Chief Inspector publishes 'An Inspection of How the Home Office Tackles Illegal Working' and 'An Inspection of Removals'
David Bolt, the Independent Chief Inspector of Borders and Immigration, yesterday released two new inspection reports.
Image credit: UK GovernmentThe 54-page An Inspection of How the Home Office Tackles Illegal Working can be read here (and the Home Office response to the report is here).
The 52-page An Inspection of Removals is here, with the Home Office response here.
For An Inspection of Removals, the Chief Inspector examined the efficiency and effectiveness with which the Home Office removed or encouraged the voluntary departure of individuals and families who had no legal right to remain in the UK.
The inspection included in its scope refused asylum-seekers, and those who had remained beyond a period of limited leave or had breached the conditions of limited leave, but it did not consider deportation.
The report summed up its overall findings as: "Enforced removals are difficult and costly, and the Home Office's efforts to encourage and support voluntary departures made good business sense. These efforts appeared to be increasingly effective in terms of numbers departing. Efforts to improve the efficiency and effectiveness of enforced removals had been less successful, in part because of a failure of internal communication and co-ordination so that different business areas had different views on what worked and, as a result, different priorities."
"Notwithstanding these differences, some risks to a more efficient and effective removals process had not been managed, for example not resolving the casework barriers to removal in failed asylum cases in a timely manner and not systematically pursuing absconders. Some factors were not within the Home Office's control, such as last-minute further submissions, which disrupted planned removals including Ensured Returns of failed asylum families. While efforts were being made through the Family Returns Process, for example, to encourage reasons for non-removal to be raised at an earlier stage, in practice, families and individuals notified that they were about to be removed were unlikely to see it as in their interest to do so."
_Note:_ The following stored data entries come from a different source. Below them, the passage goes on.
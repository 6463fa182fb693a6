//! Per-function extraction driver
//!
//! [`DagExtractor`] is created once per pipeline run and invoked once per
//! function. It never modifies the function it looks at, so every call
//! reports "unchanged"; only a fatal sink fault surfaces as an error.

use dagx_common::DagError;
use dagx_ir::{Function, Module};
use log::{debug, warn};

use crate::options::ExtractOptions;
use crate::preserve::preserve_dead_values;
use crate::record::write_record;
use crate::sink::{AppendSink, SinkOutcome};
use crate::synth::SyntheticFunction;
use crate::traversal::extract_block;

/// What one function contributed to the corpus
#[derive(Debug, Clone, Copy, Default, PartialEq, Eq)]
pub struct ExtractSummary {
    /// Records produced (one per qualifying block)
    pub records: usize,
    /// DAG instructions across those records
    pub instructions: usize,
    /// Observation calls inserted for unconsumed results
    pub preserved: usize,
}

/// Running totals over every function seen by one extractor
#[derive(Debug, Clone, Copy, Default, PartialEq, Eq)]
pub struct ExtractStats {
    pub functions: usize,
    pub records: usize,
    pub instructions: usize,
    pub records_written: usize,
    pub functions_skipped: usize,
    pub functions_dropped: usize,
}

/// Render the records of every qualifying block of `function` into `out`,
/// in block order.
pub fn extract_function(
    function: &Function,
    include_live_ins: bool,
    out: &mut String,
) -> Result<ExtractSummary, DagError> {
    let defs = function.definitions()?;
    let mut summary = ExtractSummary::default();

    for block in 0..function.blocks.len() {
        let Some(unit) = extract_block(function, &defs, block, include_live_ins)? else {
            continue;
        };
        let mut synth = SyntheticFunction::build(&unit)?;
        summary.preserved += preserve_dead_values(&mut synth, &unit.instructions)?;
        write_record(out, unit.len(), &synth.module)?;

        summary.records += 1;
        summary.instructions += unit.len();
    }

    Ok(summary)
}

pub struct DagExtractor {
    options: ExtractOptions,
    sink: AppendSink,
    buffer: String,
    stats: ExtractStats,
}

impl DagExtractor {
    pub fn new(options: ExtractOptions) -> Self {
        let sink = AppendSink::new(options.output_path.clone());
        Self {
            options,
            sink,
            buffer: String::new(),
            stats: ExtractStats::default(),
        }
    }

    pub fn stats(&self) -> ExtractStats {
        self.stats
    }

    /// Extract `function` and append its records to the corpus.
    ///
    /// Always returns `Ok(false)`: the function is left untouched.
    pub fn run_on_function(&mut self, function: &Function) -> Result<bool, DagError> {
        self.run_on_function_with(function, |_| {})
    }

    /// Like [`DagExtractor::run_on_function`], handing the function's
    /// records to `observe` before they are written.
    pub fn run_on_function_with(
        &mut self,
        function: &Function,
        observe: impl FnOnce(&str),
    ) -> Result<bool, DagError> {
        self.stats.functions += 1;
        self.buffer.clear();

        let summary = match extract_function(function, self.options.include_live_ins, &mut self.buffer) {
            Ok(summary) => summary,
            Err(e) => {
                warn!("skipping function '{}': {e}", function.name);
                self.stats.functions_skipped += 1;
                self.buffer.clear();
                return Ok(false);
            }
        };
        debug!(
            "'{}': {} records, {} instructions, {} preserved",
            function.name, summary.records, summary.instructions, summary.preserved
        );
        self.stats.records += summary.records;
        self.stats.instructions += summary.instructions;

        observe(&self.buffer);

        let outcome = self.sink.append(&self.buffer);
        self.buffer.clear();
        match outcome? {
            SinkOutcome::Written { .. } => self.stats.records_written += summary.records,
            SinkOutcome::Dropped => self.stats.functions_dropped += 1,
            SinkOutcome::Disabled | SinkOutcome::Empty => {}
        }

        Ok(false)
    }

    /// Run over every defined function of `module`, in order
    pub fn run_on_module(&mut self, module: &Module) -> Result<bool, DagError> {
        for function in module.functions.iter().filter(|f| !f.is_external) {
            self.run_on_function(function)?;
        }
        Ok(false)
    }
}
For the report An Inspection of How the Home Office Tackles Illegal Working, the Chief Inspector examined the efficiency and effectiveness of Home Office actions against illegal working, including action to locate and detain immigration offenders working illegally, and action to encourage employers to comply with their obligations to check an employees' immigration status and, where appropriate, to penalise non-compliance.
According to the Chief Inspector, there are no reliable estimates for the numbers of migrants working illegally in the UK.
The report notes that since 2014 there has been a "shift from a strategy of locating, arresting and seeking the enforced removal of illegal workers towards one that sought greater engagement with businesses to encourage employers to comply with measures to curb illegal working (as exemplified by Operation Skybreaker)," and the report says this approach "was consistent with the Home Office's wider encouragement of voluntary departures as a less expensive and less resource-intensive means of achieving volume removals."
The Chief Inspector notes: "The comparative effectiveness of this 'new' approach was hard to assess. However, the Home Office's interim evaluation of an operation in the areas with the highest known numbers of illegal workers indicated that it had increased voluntary departures."
The inspection confirmed the need for improvements and the report makes eight recommendations with an emphasis on operational training, supervision and assurance.
The Guardian covered the reports here, highlighting how the report on removals found the 'Home Office loses track of more than 10,000 asylum seekers' for its headline. The Telegraph went with the same for its article 'Immigration officers give up hunting 10,000 missing asylum seekers' here.